-------- SOURCE MATERIAL

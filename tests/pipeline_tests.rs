// Copyright (c) 2025 Fabstir
// SPDX-License-Identifier: BUSL-1.1
//! End-to-end pipeline tests
//!
//! Exercise the full build and serve phases on temp-dir corpora using the
//! deterministic offline providers, so no network or credential is needed.

use std::fs;
use std::path::Path;
use std::sync::Arc;

use tempfile::{tempdir, TempDir};
use textbook_rag::{
    HashEmbeddings, MockGeneration, RagConfig, RagContext, RagError, FALLBACK_ANSWER,
};

const INFLAMMATION_PAGE: &str = "Acute inflammation is the initial response to tissue injury.";

fn corpus_config(root: &Path) -> RagConfig {
    RagConfig {
        pages_dir: root.join("clean_pages"),
        chunks_dir: root.join("chunks"),
        vectorstore_dir: root.join("vectorstore"),
        ..Default::default()
    }
}

fn write_page(root: &Path, page_number: u32, text: &str) {
    let dir = root.join("clean_pages");
    fs::create_dir_all(&dir).unwrap();
    fs::write(dir.join(format!("page_{:03}.txt", page_number)), text).unwrap();
}

fn offline_context(root: &Path) -> RagContext {
    RagContext::with_providers(
        corpus_config(root),
        Arc::new(HashEmbeddings::default()),
        Arc::new(MockGeneration::new()),
    )
    .unwrap()
}

fn single_page_corpus() -> TempDir {
    let dir = tempdir().unwrap();
    write_page(dir.path(), 1, INFLAMMATION_PAGE);
    dir
}

#[tokio::test]
async fn test_end_to_end_single_page_corpus() {
    let dir = single_page_corpus();
    let mut ctx = offline_context(dir.path());

    // One short page chunked at 2000/200 yields exactly one chunk.
    let manifest = ctx.build_index().await.unwrap();
    assert_eq!(manifest.vector_count, 1);
    assert_eq!(manifest.chunk_size, 2000);

    let (answer, retrieved) = ctx.answer("What is acute inflammation?").await.unwrap();
    assert_eq!(retrieved.len(), 1);
    assert_eq!(retrieved[0].page_number, 1);
    assert_eq!(retrieved[0].chunk_id, "page_001_chunk_01");
    assert_eq!(retrieved[0].text, INFLAMMATION_PAGE);
    assert!(answer.contains("[page 1]"), "answer was: {}", answer);
}

#[tokio::test]
async fn test_build_then_serve_in_separate_contexts() {
    let dir = single_page_corpus();

    let mut build_ctx = offline_context(dir.path());
    build_ctx.build_index().await.unwrap();

    // A fresh context loads the persisted artifacts read-only.
    let mut serve_ctx = offline_context(dir.path());
    serve_ctx.load_serving().unwrap();

    let (_, retrieved) = serve_ctx.answer("What is acute inflammation?").await.unwrap();
    assert_eq!(retrieved[0].page_number, 1);
    assert!(retrieved[0].score >= 0.0);
}

#[tokio::test]
async fn test_self_retrieval_with_exact_chunk_text() {
    let dir = tempdir().unwrap();
    write_page(dir.path(), 1, INFLAMMATION_PAGE);
    write_page(
        dir.path(),
        2,
        "The coagulation cascade proceeds through intrinsic and extrinsic pathways.",
    );

    let mut ctx = offline_context(dir.path());
    ctx.build_index().await.unwrap();

    let (_, retrieved) = ctx.answer(INFLAMMATION_PAGE).await.unwrap();
    assert_eq!(retrieved[0].page_number, 1);
    assert!(retrieved[0].score >= 0.99);
    for pair in retrieved.windows(2) {
        assert!(pair[0].score >= pair[1].score);
    }
}

#[tokio::test]
async fn test_unanswerable_query_yields_fallback_phrase() {
    let dir = single_page_corpus();
    let mut ctx = offline_context(dir.path());
    ctx.build_index().await.unwrap();

    let (answer, retrieved) = ctx
        .answer("Summarize quantum chromodynamics phenomenology")
        .await
        .unwrap();

    // Retrieval still returns passages; the composer's grounding fallback
    // fires because none of them supports the question.
    assert!(!retrieved.is_empty());
    assert_eq!(answer, FALLBACK_ANSWER);
}

#[tokio::test]
async fn test_empty_corpus_build_fails_with_invariant_violation() {
    let dir = tempdir().unwrap();
    write_page(dir.path(), 1, "   \n   ");

    let mut ctx = offline_context(dir.path());
    let err = ctx.build_index().await.unwrap_err();
    assert!(matches!(err, RagError::InvariantViolation(_)));

    // A failed build must not leave index artifacts behind.
    assert!(!dir.path().join("vectorstore").exists());
}

#[tokio::test]
async fn test_missing_pages_dir_build_fails() {
    let dir = tempdir().unwrap();
    let mut ctx = offline_context(dir.path());
    let err = ctx.build_index().await.unwrap_err();
    assert!(matches!(err, RagError::MissingArtifact(_)));
}

#[tokio::test]
async fn test_serving_before_build_is_index_not_loaded() {
    let dir = single_page_corpus();
    let mut ctx = offline_context(dir.path());

    let err = ctx.load_serving().unwrap_err();
    assert!(matches!(err, RagError::IndexNotLoaded(_)));

    let err = ctx.answer("anything").await.unwrap_err();
    assert!(matches!(err, RagError::IndexNotLoaded(_)));
}

#[tokio::test]
async fn test_chunk_artifacts_written_at_build() {
    let dir = single_page_corpus();
    let mut ctx = offline_context(dir.path());
    ctx.build_index().await.unwrap();

    let chunk_file = dir.path().join("chunks").join("page_001_chunk_01.txt");
    assert_eq!(fs::read_to_string(chunk_file).unwrap(), INFLAMMATION_PAGE);

    let manifest = fs::read_to_string(dir.path().join("chunks").join("metadata.json")).unwrap();
    let metas: Vec<textbook_rag::ChunkMetadata> = serde_json::from_str(&manifest).unwrap();
    assert_eq!(metas.len(), 1);
    assert_eq!(metas[0].page_number, 1);
    assert_eq!(metas[0].sequence_index, 1);
    assert_eq!(metas[0].char_length, INFLAMMATION_PAGE.chars().count());
    assert!(INFLAMMATION_PAGE.starts_with(&metas[0].preview));
}

#[tokio::test]
async fn test_rebuild_replaces_index_wholesale() {
    let dir = tempdir().unwrap();
    write_page(dir.path(), 1, INFLAMMATION_PAGE);
    write_page(dir.path(), 2, "Chronic inflammation persists over weeks to months.");

    let mut ctx = offline_context(dir.path());
    let manifest = ctx.build_index().await.unwrap();
    assert_eq!(manifest.vector_count, 2);

    // Shrink the corpus and rebuild; the persisted set is replaced, not merged.
    fs::remove_file(dir.path().join("clean_pages").join("page_002.txt")).unwrap();
    let manifest = ctx.build_index().await.unwrap();
    assert_eq!(manifest.vector_count, 1);

    let mut serve_ctx = offline_context(dir.path());
    serve_ctx.load_serving().unwrap();
    let (_, retrieved) = serve_ctx.answer("What is acute inflammation?").await.unwrap();
    assert_eq!(retrieved.len(), 1);
}

#[tokio::test]
async fn test_show_page_and_lookup_miss() {
    let dir = single_page_corpus();
    let ctx = offline_context(dir.path());

    assert_eq!(ctx.show_page(1).unwrap(), INFLAMMATION_PAGE);
    assert!(matches!(
        ctx.show_page(99),
        Err(RagError::MissingArtifact(_))
    ));
}

#[tokio::test]
async fn test_concurrent_queries_share_snapshot() {
    let dir = single_page_corpus();
    let mut ctx = offline_context(dir.path());
    ctx.build_index().await.unwrap();
    let ctx = Arc::new(ctx);

    let mut handles = Vec::new();
    for _ in 0..8 {
        let ctx = ctx.clone();
        handles.push(tokio::spawn(async move {
            ctx.answer("What is acute inflammation?").await
        }));
    }

    for handle in handles {
        let (answer, retrieved) = handle.await.unwrap().unwrap();
        assert!(answer.contains("[page 1]"));
        assert_eq!(retrieved[0].page_number, 1);
    }
}
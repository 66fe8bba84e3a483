// Copyright (c) 2025 Fabstir
// SPDX-License-Identifier: BUSL-1.1
//! Runtime configuration for the retrieval pipeline
//!
//! All settings come from environment variables (a `.env` file is honored by
//! the binary). The provider credential is required; everything else has a
//! default matching the reference pipeline. Construction happens once at
//! process start and the config is passed by reference from there on.

use std::env;
use std::path::PathBuf;
use std::str::FromStr;

use crate::errors::RagError;

/// Default embedding model identity
pub const DEFAULT_EMBEDDING_MODEL: &str = "text-embedding-3-small";

/// Default generation model identity
pub const DEFAULT_GENERATION_MODEL: &str = "gpt-4o-mini";

/// Pipeline configuration, resolved once at startup
#[derive(Debug, Clone)]
pub struct RagConfig {
    /// API credential for the embedding/generation provider
    pub openai_api_key: String,

    /// Embedding model identity (fixes the vector dimension)
    pub embedding_model: String,

    /// Generation model identity
    pub generation_model: String,

    /// Embedding dimension for the configured model
    pub embedding_dimension: usize,

    /// Characters per chunk window
    pub chunk_size: usize,

    /// Character overlap between consecutive chunks (must be < chunk_size)
    pub chunk_overlap: usize,

    /// Top-k retrieved passages per query
    pub top_k: usize,

    /// Generation temperature
    pub temperature: f32,

    /// Maximum tokens in a generated answer
    pub max_answer_tokens: u32,

    /// Chunk texts embedded per provider request at build time
    pub embed_batch_size: usize,

    /// Per-request deadline for external provider calls
    pub request_timeout_secs: u64,

    /// Directory of cleaned `page_NNN.txt` files
    pub pages_dir: PathBuf,

    /// Directory for chunk files and the chunk manifest
    pub chunks_dir: PathBuf,

    /// Directory for the persisted vector index artifacts
    pub vectorstore_dir: PathBuf,
}

impl Default for RagConfig {
    fn default() -> Self {
        Self {
            openai_api_key: String::new(),
            embedding_model: DEFAULT_EMBEDDING_MODEL.to_string(),
            generation_model: DEFAULT_GENERATION_MODEL.to_string(),
            embedding_dimension: 1536,
            chunk_size: 2000,
            chunk_overlap: 200,
            top_k: 4,
            temperature: 0.0,
            max_answer_tokens: 200,
            embed_batch_size: 64,
            request_timeout_secs: 30,
            pages_dir: PathBuf::from("clean_pages"),
            chunks_dir: PathBuf::from("chunks"),
            vectorstore_dir: PathBuf::from("vectorstore"),
        }
    }
}

impl RagConfig {
    /// Resolve configuration from the environment
    ///
    /// Fails fast with a `Configuration` error when `OPENAI_API_KEY` is
    /// absent or any numeric variable fails to parse or validate.
    pub fn from_env() -> Result<Self, RagError> {
        let openai_api_key = env::var("OPENAI_API_KEY").map_err(|_| {
            RagError::Configuration(
                "OPENAI_API_KEY is not set (put it in the environment or a .env file)".to_string(),
            )
        })?;

        let config = Self {
            openai_api_key,
            embedding_model: env::var("EMBEDDING_MODEL")
                .unwrap_or_else(|_| DEFAULT_EMBEDDING_MODEL.to_string()),
            generation_model: env::var("GENERATION_MODEL")
                .unwrap_or_else(|_| DEFAULT_GENERATION_MODEL.to_string()),
            embedding_dimension: env_or("EMBEDDING_DIMENSION", 1536)?,
            chunk_size: env_or("CHUNK_SIZE", 2000)?,
            chunk_overlap: env_or("CHUNK_OVERLAP", 200)?,
            top_k: env_or("TOP_K", 4)?,
            temperature: env_or("TEMPERATURE", 0.0)?,
            max_answer_tokens: env_or("MAX_ANSWER_TOKENS", 200)?,
            embed_batch_size: env_or("EMBED_BATCH_SIZE", 64)?,
            request_timeout_secs: env_or("REQUEST_TIMEOUT_SECS", 30)?,
            pages_dir: PathBuf::from(
                env::var("PAGES_DIR").unwrap_or_else(|_| "clean_pages".to_string()),
            ),
            chunks_dir: PathBuf::from(
                env::var("CHUNKS_DIR").unwrap_or_else(|_| "chunks".to_string()),
            ),
            vectorstore_dir: PathBuf::from(
                env::var("VECTORSTORE_DIR").unwrap_or_else(|_| "vectorstore".to_string()),
            ),
        };

        config.validate()?;
        Ok(config)
    }

    /// Validate numeric constraints
    ///
    /// The chunk window invariant (0 <= overlap < size) is checked here and
    /// again by the chunker, so a hand-built config cannot bypass it.
    pub fn validate(&self) -> Result<(), RagError> {
        if self.chunk_size == 0 {
            return Err(RagError::Configuration(
                "CHUNK_SIZE must be greater than 0".to_string(),
            ));
        }
        if self.chunk_overlap >= self.chunk_size {
            return Err(RagError::Configuration(format!(
                "CHUNK_OVERLAP ({}) must be smaller than CHUNK_SIZE ({})",
                self.chunk_overlap, self.chunk_size
            )));
        }
        if self.top_k == 0 {
            return Err(RagError::Configuration(
                "TOP_K must be greater than 0".to_string(),
            ));
        }
        if self.embed_batch_size == 0 {
            return Err(RagError::Configuration(
                "EMBED_BATCH_SIZE must be greater than 0".to_string(),
            ));
        }
        if self.embedding_dimension == 0 {
            return Err(RagError::Configuration(
                "EMBEDDING_DIMENSION must be greater than 0".to_string(),
            ));
        }
        Ok(())
    }
}

/// Parse an environment variable, falling back to a default when unset
fn env_or<T: FromStr>(key: &str, default: T) -> Result<T, RagError> {
    match env::var(key) {
        Ok(value) => value.parse::<T>().map_err(|_| {
            RagError::Configuration(format!("{} has invalid value: {:?}", key, value))
        }),
        Err(_) => Ok(default),
    }
}

#[cfg(test)]
mod tests {
    use super::*;

    #[test]
    fn test_default_config_is_valid() {
        let config = RagConfig::default();
        assert!(config.validate().is_ok());
        assert_eq!(config.chunk_size, 2000);
        assert_eq!(config.chunk_overlap, 200);
        assert_eq!(config.top_k, 4);
    }

    #[test]
    fn test_overlap_must_be_smaller_than_size() {
        let config = RagConfig {
            chunk_size: 100,
            chunk_overlap: 100,
            ..Default::default()
        };
        let err = config.validate().unwrap_err();
        assert!(matches!(err, RagError::Configuration(_)));
        assert!(err.to_string().contains("CHUNK_OVERLAP"));
    }

    #[test]
    fn test_zero_chunk_size_rejected() {
        let config = RagConfig {
            chunk_size: 0,
            chunk_overlap: 0,
            ..Default::default()
        };
        assert!(matches!(
            config.validate(),
            Err(RagError::Configuration(_))
        ));
    }

    #[test]
    fn test_zero_top_k_rejected() {
        let config = RagConfig {
            top_k: 0,
            ..Default::default()
        };
        assert!(matches!(
            config.validate(),
            Err(RagError::Configuration(_))
        ));
    }
}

----------------

→ **WHAT YOU HAVE TO DO**
All lines above with "persisted" in them should be returned.

→ **RESULT OF THIS TASK**
    // A fresh context loads the persisted artifacts read-only.
    // Shrink the corpus and rebuild; the persisted set is replaced, not merged.
    /// Directory for the persisted vector index artifacts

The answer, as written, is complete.